FDA political appointees blocked vaccine safety studies, op-ed reports
The Story
According to a recent op‑ed in The Guardian, the New York Times and the Washington Post reported that FDA political appointees withdrew vaccine safety studies after they had been accepted by peer‑reviewed journals. The author describes two COVID‑19 vaccine safety studies and a Shingrix safety analysis that were blocked from publication. The op‑ed also contrasts the suppression of these studies with the release of an unsubstantiated memo linking 10 child deaths to COVID‑19 vaccination.
Key Facts
- In October, FDA scientists were directed to withdraw two COVID‑19 vaccine safety studies accepted by the journals Drug Safety and Vaccine.
- One study examined records of 7.5 million Medicare beneficiaries and found only one signal – anaphylaxis at roughly one per million Pfizer‑BioNTech doses – exceeded statistical noise.
- A second study examined 4.2 million recipients aged six months to 64 years and identified rare febrile‑seizure and myocarditis signals already on the label.
- In February, top officials declined to sign off on submitting Shingrix safety abstracts to a major drug‑safety conference; the analysis confirmed elevated but low Guillain‑Barré risk already on the package insert.
- In late November, a memo from the same FDA center linked the deaths of 10 children to COVID‑19 vaccination, a claim the agency has not substantiated; that memo was released and widely covered.

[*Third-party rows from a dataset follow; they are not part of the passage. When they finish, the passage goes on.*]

use clap::Parser;
use std::path::PathBuf;

use super::types::OutputFormat;

/// Rename files across a directory tree by regular expression and rewrite
/// the documents that reference them
#[derive(Parser, Debug)]
#[command(name = "refile")]
#[command(author, version, about, long_about = None)]
#[command(after_help = "Examples:
  refile ./site '(ITEM)_G(0\\d{2})' '$1_G1$2'
  refile ./site renames.csv")]
pub struct Cli {
    /// Directory whose contents are renamed; it is removed if a move leaves it empty
    pub root: PathBuf,

    /// Regular expression to match, or a mapping table when no replacement is given
    #[arg(value_name = "PATTERN|TABLE")]
    pub pattern_or_table: String,

    /// Replacement template ($1, $<name>, $&, $$ ...)
    pub replacement: Option<String>,

    /// Read settings from this file instead of .refile/config.toml
    #[arg(long, value_name = "FILE")]
    pub config: Option<PathBuf>,

    /// Extensions whose content is rewritten (defaults to html)
    #[arg(long = "ext", value_name = "EXT", value_delimiter = ',')]
    pub extensions: Vec<String>,

    /// Exclude glob patterns, relative to the root
    #[arg(long, value_delimiter = ',')]
    pub exclude: Vec<String>,

    /// Column delimiter of the mapping table
    #[arg(long, value_name = "CHAR")]
    pub delimiter: Option<char>,

    /// Worker threads per pass (0 = one per CPU)
    #[arg(short = 'j', long, value_name = "N")]
    pub threads: Option<usize>,

    /// Append a timestamped record of every change to this file
    #[arg(long, value_name = "FILE")]
    pub log_file: Option<PathBuf>,

    /// Output format for machine consumption
    #[arg(long, value_enum, default_value = "summary")]
    pub output: OutputFormat,

    /// Only report warnings and errors
    #[arg(short, long)]
    pub quiet: bool,

    /// Disable colored output
    #[arg(long, env = "NO_COLOR")]
    pub no_color: bool,

    /// Keep the root directory even when every file moves out of it
    #[arg(long)]
    pub keep_root: bool,

    /// Exit with status 3 if any file could not be processed
    #[arg(long)]
    pub strict: bool,
}
use anyhow::Result;
use serde::{Deserialize, Serialize};
use std::fs;
use std::path::{Path, PathBuf};

#[derive(Debug, Clone, Serialize, Deserialize, Default)]
pub struct Config {
    #[serde(default)]
    pub defaults: DefaultsConfig,
}

#[derive(Debug, Clone, Serialize, Deserialize)]
pub struct DefaultsConfig {
    /// Extensions whose content is rewritten, without the leading dot
    #[serde(default = "default_text_extensions")]
    pub text_extensions: Vec<String>,

    /// Glob patterns (relative to the root) that are never visited
    #[serde(default)]
    pub exclude: Vec<String>,

    /// Column delimiter for mapping tables
    #[serde(default = "default_delimiter")]
    pub delimiter: char,

    /// Worker threads per pass (0 = one per CPU)
    #[serde(default)]
    pub threads: usize,

    /// Never remove the root directory, even when a move leaves it empty
    #[serde(default)]
    pub keep_root: bool,

    /// Exit non-zero when any file failed during a run
    #[serde(default)]
    pub strict: bool,

    /// Whether to use color output by default (None = auto-detect)
    #[serde(default)]
    pub use_color: Option<bool>,

    /// Append a timestamped record of every event to this file
    #[serde(default, skip_serializing_if = "Option::is_none")]
    pub log_file: Option<PathBuf>,
}

impl Default for DefaultsConfig {
    fn default() -> Self {
        Self {
            text_extensions: default_text_extensions(),
            exclude: Vec::new(),
            delimiter: default_delimiter(),
            threads: 0,
            keep_root: false,
            strict: false,
            use_color: None,
            log_file: None,
        }
    }
}

fn default_text_extensions() -> Vec<String> {
    vec!["html".to_string()]
}

fn default_delimiter() -> char {
    ','
}

impl Config {
    /// Load config from .refile/config.toml if it exists
    pub fn load() -> Result<Self> {
        if let Ok(cwd) = std::env::current_dir() {
            let config_path = cwd.join(".refile").join("config.toml");
            if config_path.exists() {
                return Self::load_from_path(&config_path);
            }
        }

        Ok(Self::default())
    }

    /// Load config from a specific path
    pub fn load_from_path(path: &Path) -> Result<Self> {
        let content = fs::read_to_string(path)?;
        let config: Self = toml::from_str(&content)?;
        Ok(config)
    }

    /// Save config to a specific path
    pub fn save_to_path(&self, path: &Path) -> Result<()> {
        let content = toml::to_string_pretty(self)?;
        fs::write(path, content)?;
        Ok(())
    }
}
use super::{ensure_root, RunOptions};
use crate::apply::apply_pattern;
use crate::output::{RunMode, RunResult};
use crate::pattern::Pattern;
use crate::report::EventSink;
use anyhow::Result;
use std::path::Path;

/// Apply one pattern to the tree below `root`.
pub fn replace_operation(
    root: &Path,
    pattern: &str,
    replacement: &str,
    options: &RunOptions,
    sink: &dyn EventSink,
) -> Result<RunResult> {
    ensure_root(root)?;
    let pattern = Pattern::new(pattern, replacement)?;
    let apply_options = options.apply_options()?;

    let report = options.install(|| Ok(apply_pattern(root, &pattern, &apply_options, sink)?))?;

    Ok(RunResult::new(
        root.to_path_buf(),
        RunMode::Single,
        vec![report],
    ))
}
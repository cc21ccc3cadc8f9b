//! Replacement templates.
//!
//! Mapping tables in the wild were written against `$1`-style references
//! where a reference ends at the first non-digit, so `$1_G1` means "group 1
//! followed by `_G1`". The `regex` crate's own expansion would read that as a
//! group named `1_G1`, so templates are compiled here instead.
//!
//! Supported tokens:
//!
//! - `$$` a literal dollar sign
//! - `$&` the whole match
//! - `` $` `` / `$'` the text before / after the match
//! - `$n`, `$nn` capture group 1..=99; a two-digit reference past the group
//!   count falls back to one digit plus a literal digit
//! - `$<name>` a named group (only when the expression defines named groups)
//!
//! Anything else after `$` is kept verbatim.

use regex::{Captures, Regex};

#[derive(Debug, Clone, PartialEq, Eq)]
enum Segment {
    Literal(String),
    Group(usize),
    Named(String),
    Whole,
    Before,
    After,
}

/// A replacement string compiled against a specific expression.
#[derive(Debug, Clone, PartialEq, Eq)]
pub struct Template {
    segments: Vec<Segment>,
}

impl Template {
    pub fn compile(template: &str, regex: &Regex) -> Self {
        let group_count = regex.captures_len().saturating_sub(1);
        let has_named = regex.capture_names().flatten().next().is_some();

        let mut segments = Vec::new();
        let mut literal = String::new();
        let mut rest = template;

        while let Some(dollar) = rest.find('$') {
            literal.push_str(&rest[..dollar]);
            let after = &rest[dollar + 1..];

            match parse_reference(after, group_count, has_named) {
                Reference::Escaped => {
                    literal.push('$');
                    rest = &after[1..];
                },
                Reference::Segment(segment, consumed) => {
                    if !literal.is_empty() {
                        segments.push(Segment::Literal(std::mem::take(&mut literal)));
                    }
                    segments.push(segment);
                    rest = &after[consumed..];
                },
                Reference::Verbatim => {
                    literal.push('$');
                    rest = after;
                },
            }
        }

        literal.push_str(rest);
        if !literal.is_empty() {
            segments.push(Segment::Literal(literal));
        }

        Self { segments }
    }

    /// Append the expansion for one match to `dst`.
    pub fn expand(&self, caps: &Captures<'_>, haystack: &str, dst: &mut String) {
        let whole = caps.get(0);

        for segment in &self.segments {
            match segment {
                Segment::Literal(text) => dst.push_str(text),
                Segment::Group(index) => {
                    if let Some(m) = caps.get(*index) {
                        dst.push_str(m.as_str());
                    }
                },
                Segment::Named(name) => {
                    if let Some(m) = caps.name(name) {
                        dst.push_str(m.as_str());
                    }
                },
                Segment::Whole => {
                    if let Some(m) = whole {
                        dst.push_str(m.as_str());
                    }
                },
                Segment::Before => {
                    if let Some(m) = whole {
                        dst.push_str(&haystack[..m.start()]);
                    }
                },
                Segment::After => {
                    if let Some(m) = whole {
                        dst.push_str(&haystack[m.end()..]);
                    }
                },
            }
        }
    }
}

enum Reference {
    /// `$$`
    Escaped,
    /// A real reference and how many bytes after the `$` it spans.
    Segment(Segment, usize),
    /// Not a reference; the `$` is literal text.
    Verbatim,
}

fn parse_reference(after: &str, group_count: usize, has_named: bool) -> Reference {
    let bytes = after.as_bytes();

    match bytes.first() {
        Some(b'$') => Reference::Escaped,
        Some(b'&') => Reference::Segment(Segment::Whole, 1),
        Some(b'`') => Reference::Segment(Segment::Before, 1),
        Some(b'\'') => Reference::Segment(Segment::After, 1),
        Some(first) if first.is_ascii_digit() => {
            let one = usize::from(first - b'0');

            if let Some(second) = bytes.get(1).filter(|b| b.is_ascii_digit()) {
                let two = one * 10 + usize::from(second - b'0');
                if (1..=group_count).contains(&two) {
                    return Reference::Segment(Segment::Group(two), 2);
                }
            }

            if (1..=group_count).contains(&one) {
                Reference::Segment(Segment::Group(one), 1)
            } else {
                Reference::Verbatim
            }
        },
        Some(b'<') if has_named => match after[1..].find('>') {
            Some(end) => {
                let name = after[1..=end].to_string();
                Reference::Segment(Segment::Named(name), end + 2)
            },
            None => Reference::Verbatim,
        },
        _ => Reference::Verbatim,
    }
}
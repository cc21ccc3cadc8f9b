pub mod args;
pub mod types;

pub use args::Cli;
pub use types::OutputFormat;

- The op‑ed states that vaccine‑critical claims have moved through the agency at low evidentiary thresholds, while reassuring safety findings have been held to standards no peer‑reviewed paper could realistically meet.
Conflicting Reports
The source article describes a conflict within the FDA’s handling of vaccine safety information: an unsubstantiated memo linking 10 child deaths to COVID‑19 vaccination was released and widely covered, while two large safety studies that found serious adverse effects to be very rare were withdrawn by political appointees after acceptance by peer‑reviewed journals.
Still Unclear
The article does not name the political appointees who blocked the studies, nor provide exact dates beyond “October” and “February.” It also does not clarify why the agency’s stated objection – that authors “drew broad conclusions that were not supported by the underlying data” – was treated as a reason for withdrawal rather than as ordinary peer‑review feedback.
Misconceptions
No widespread misconceptions addressed in the source article.
Key Figures
- Robert B Shpiner – clinical professor of medicine (pulmonary and critical care) and associate professor of neurosurgery (neurocritical care) at the David Geffen School of Medicine at UCLA, and author of the op‑ed.